以降の消息については不明ですが、一説には保昌にも捨てられてしまったとも言われています。
ちなみに紫式部は自身の日記『紫式部日記』で、彼女をこう評しました。
和泉式部といふ人こそ、おもしろう書きかはしける。されど、和泉はけしからぬかたこそあれ。うちとけて文はしり書きたるに、そのかたの才ある人、はかない言葉の、にほひも見えはべるめり。歌は、いとをかしきこと。ものおぼえ、うたのことわり、まことの歌詠みざまにこそはべらざめれ、口にまかせたることどもに、かならずをかしき一ふしの、目にとまる詠みそへはべり。それだに、人の詠みたらむ歌、難じことわりゐたらむは、いでやさまで心は得じ。口にいと歌の詠まるるなめりとぞ、見えたるすぢにははべるかし。恥づかしげの歌詠みやとはおぼえはべらず。
※『紫式部日記』より
【意訳】和泉式部とは親しく文通していたこともありますが、その振る舞いには感心しません。
言葉のセンスは悪くないと思います。天才肌を気取っているようですが、古典の知識や和歌の理論を勉強していない言い訳ではないでしょうか。
それでもいくつか詠ませてみれば、一首くらいはマシな作品があります。が、正直なところ他人様の和歌を批評できるレベルではありません。

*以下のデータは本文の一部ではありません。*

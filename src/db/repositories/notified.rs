use anyhow::Result;
use rusqlite::{params, Row};

use crate::db::{helpers::parse_datetime, models::NotifiedAssignment, Database};

fn row_to_notified(row: &Row) -> Result<NotifiedAssignment> {
    let notified_at: String = row.get("notified_at")?;
    let delivered: i64 = row.get("delivered")?;

    Ok(NotifiedAssignment {
        id: row.get("id")?,
        client_name: row.get("client_name")?,
        scheduled_time: row.get("scheduled_time")?,
        delivered: delivered != 0,
        notified_at: parse_datetime(&notified_at, "notified_at")?,
    })
}

impl Database {
    /// Append an entry. The first entry for an id wins; later ones are
    /// ignored.
    pub async fn record_notified(&self, entry: &NotifiedAssignment) -> Result<()> {
        let entry = entry.clone();
        self.execute(move |conn| {
            conn.execute(
                "INSERT OR IGNORE INTO notified_assignments
                     (id, client_name, scheduled_time, delivered, notified_at)
                 VALUES (?1, ?2, ?3, ?4, ?5)",
                params![
                    entry.id,
                    entry.client_name,
                    entry.scheduled_time,
                    entry.delivered as i64,
                    entry.notified_at.to_rfc3339(),
                ],
            )?;
            Ok(())
        })
        .await
    }

    pub async fn load_notified_ids(&self) -> Result<Vec<String>> {
        self.execute(|conn| {
            let mut stmt =
                conn.prepare("SELECT id FROM notified_assignments ORDER BY notified_at ASC")?;
            let ids = stmt
                .query_map([], |row| row.get::<_, String>(0))?
                .collect::<rusqlite::Result<Vec<_>>>()?;
            Ok(ids)
        })
        .await
    }

    pub async fn recent_notified(&self, limit: usize) -> Result<Vec<NotifiedAssignment>> {
        let limit = i64::try_from(limit).unwrap_or(i64::MAX);
        self.execute(move |conn| {
            let mut stmt = conn.prepare(
                "SELECT id, client_name, scheduled_time, delivered, notified_at
                 FROM notified_assignments
                 ORDER BY notified_at DESC
                 LIMIT ?1",
            )?;
            let mut rows = stmt.query(params![limit])?;
            let mut entries = Vec::new();
            while let Some(row) = rows.next()? {
                entries.push(row_to_notified(row)?);
            }
            Ok(entries)
        })
        .await
    }
}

世間の人々は天才歌人ともてはやしているようですが、とてもそうは思えないのです。
……とのこと。ざっくり「たまにセンスのよいことを言うからとりあえず友達づきあいしているけど、内心では見下している」と言ったところでしょうか。
本作の「まひろ」も「けしからぬかたこそあれ」五十歩百歩だと思うのですが……。
今後二人がどんな関係を築いていくのか注目しましょう!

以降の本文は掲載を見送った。